What to do:
Every line of the material below should be copied exactly.

Working data:
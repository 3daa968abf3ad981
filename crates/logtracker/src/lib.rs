// Copyright (c) 2025 Geoffrey Huntley <ghuntley@ghuntley.com>. All rights reserved.
// SPDX-License-Identifier: Proprietary

//! Rust SDK for the LogTracker collector.
//!
//! This crate provides a client for opening and closing user sessions and
//! recording timed backend events against a LogTracker collector. Each call
//! is a single request: there is no queue, batching, or retry.
//!
//! # Quick Start
//!
//! ```ignore
//! use logtracker::{
//!     EventOptions, EventType, MemorySessionStore, Metadata, SessionKind, SessionOptions,
//!     SessionTimeout, TrackerClient,
//! };
//!
//! #[tokio::main]
//! async fn main() -> Result<(), Box<dyn std::error::Error>> {
//!     let client = TrackerClient::builder()
//!         .base_url("https://collector.example.com")
//!         .application_id("app_123")
//!         .public_key("pk_live_abc")
//!         .session_store(MemorySessionStore::new())
//!         .build()?;
//!
//!     // Open a session; the id is also saved in the session store
//!     let session_id = client
//!         .start_session(
//!             SessionKind::Authenticated,
//!             "user-42",
//!             SessionOptions::new()
//!                 .timeout(SessionTimeout::from_minutes(10)?)
//!                 .metadata(Metadata::new().insert("plan", "pro")),
//!         )
//!         .await?;
//!
//!     // Time an API call
//!     let event = client.start_backend_event(EventType::ApiCall, &session_id, EventOptions::new())?;
//!     // ... call the API ...
//!     client.end_backend_event(event).await?;
//!
//!     // Record an instantaneous outcome
//!     client
//!         .end_backend_success_event(EventType::AuthSuccess, &session_id, EventOptions::new())
//!         .await?;
//!
//!     // Close the stored session
//!     client.end_stored_session().await?;
//!
//!     Ok(())
//! }
//! ```
//!
//! # Event Entry Points
//!
//! | Method | Event types | Duration |
//! |--------|-------------|----------|
//! | `start_backend_event` + `end_backend_event` | any | measured on the monotonic clock |
//! | `end_backend_error_event` | error category | 1 ms (point in time) |
//! | `end_backend_success_event` | success category | 1 ms (point in time) |
//! | `track_backend` | any | measured around a future |
//!
//! # Error Handling
//!
//! Service errors carry the HTTP status so callers can tell a rejected request
//! from an unavailable collector:
//!
//! ```ignore
//! use logtracker::TrackerError;
//!
//! match client.end_session(&session_id).await {
//!     Ok(()) => {}
//!     Err(e) if e.is_client_error() => eprintln!("rejected: {e}"),
//!     Err(e) if e.is_server_error() => eprintln!("collector unavailable: {e}"),
//!     Err(e) => eprintln!("request failed: {e}"),
//! }
//! ```

pub mod client;
pub mod clock;
pub mod config;
pub mod error;
pub mod http;
pub mod store;

pub use client::{
	BackendEvent, ClientConfig, EventOptions, SessionOptions, TrackerClient, TrackerClientBuilder,
	DEFAULT_PATH_PREFIX,
};
pub use clock::{Clock, ManualClock, SystemClock};
pub use config::{ConfigError, TrackerConfig};
pub use error::{Result, TrackerError, FALLBACK_ERROR_MESSAGE};
pub use store::{FileSessionStore, MemorySessionStore, SessionStore, SESSION_KEY};

// Re-export types from logtracker-core that users may need
pub use logtracker_core::{
	EventCategory, EventId, EventSource, EventType, Metadata, SessionId, SessionKind,
	SessionTimeout, POINT_IN_TIME_DURATION_MS,
};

Reply:
repository 3daa968abf3ad981
filename crates/logtracker/src/lib.rs
// Copyright (c) 2025 Geoffrey Huntley <ghuntley@ghuntley.com>. All rights reserved.
// SPDX-License-Identifier: Proprietary

//! Rust SDK for the LogTracker collector.
//!
//! This crate provides a client for opening and closing user sessions and
//! recording timed backend events against a LogTracker collector. Each call
//! is a single request: there is no queue, batching, or retry.
//!
//! # Quick Start
//!
//! ```ignore
//! use logtracker::{
//!     EventOptions, EventType, MemorySessionStore, Metadata, SessionKind, SessionOptions,
//!     SessionTimeout, TrackerClient,
//! };
//!
//! #[tokio::main]
//! async fn main() -> Result<(), Box<dyn std::error::Error>> {
//!     let client = TrackerClient::builder()
//!         .base_url("https://collector.example.com")
//!         .application_id("app_123")
//!         .public_key("pk_live_abc")
//!         .session_store(MemorySessionStore::new())
//!         .build()?;
//!
//!     // Open a session; the id is also saved in the session store
//!     let session_id = client
//!         .start_session(
//!             SessionKind::Authenticated,
//!             "user-42",
//!             SessionOptions::new()
//!                 .timeout(SessionTimeout::from_minutes(10)?)
//!                 .metadata(Metadata::new().insert("plan", "pro")),
//!         )
//!         .await?;
//!
//!     // Time an API call
//!     let event = client.start_backend_event(EventType::ApiCall, &session_id, EventOptions::new())?;
//!     // ... call the API ...
//!     client.end_backend_event(event).await?;
//!
//!     // Record an instantaneous outcome
//!     client
//!         .end_backend_success_event(EventType::AuthSuccess, &session_id, EventOptions::new())
//!         .await?;
//!
//!     // Close the stored session
//!     client.end_stored_session().await?;
//!
//!     Ok(())
//! }
//! ```
//!
//! # Event Entry Points
//!
//! | Method | Event types | Duration |
//! |--------|-------------|----------|
//! | `start_backend_event` + `end_backend_event` | any | measured on the monotonic clock |
//! | `end_backend_error_event` | error category | 1 ms (point in time) |
//! | `end_backend_success_event` | success category | 1 ms (point in time) |
//! | `track_backend` | any | measured around a future |
//!
//! # Error Handling
//!
//! Service errors carry the HTTP status so callers can tell a rejected request
//! from an unavailable collector:
//!
//! ```ignore
//! use logtracker::TrackerError;
//!
//! match client.end_session(&session_id).await {
//!     Ok(()) => {}
//!     Err(e) if e.is_client_error() => eprintln!("rejected: {e}"),
//!     Err(e) if e.is_server_error() => eprintln!("collector unavailable: {e}"),
//!     Err(e) => eprintln!("request failed: {e}"),
//! }
//! ```

pub mod client;
pub mod clock;
pub mod config;
pub mod error;
pub mod http;
pub mod store;

pub use client::{
	BackendEvent, ClientConfig, EventOptions, SessionOptions, TrackerClient, TrackerClientBuilder,
	DEFAULT_PATH_PREFIX,
};
pub use clock::{Clock, ManualClock, SystemClock};
pub use config::{ConfigError, TrackerConfig};
pub use error::{Result, TrackerError, FALLBACK_ERROR_MESSAGE};
pub use store::{FileSessionStore, MemorySessionStore, SessionStore, SESSION_KEY};

// Re-export types from logtracker-core that users may need
pub use logtracker_core::{
	EventCategory, EventId, EventSource, EventType, Metadata, SessionId, SessionKind,
	SessionTimeout, POINT_IN_TIME_DURATION_MS,
};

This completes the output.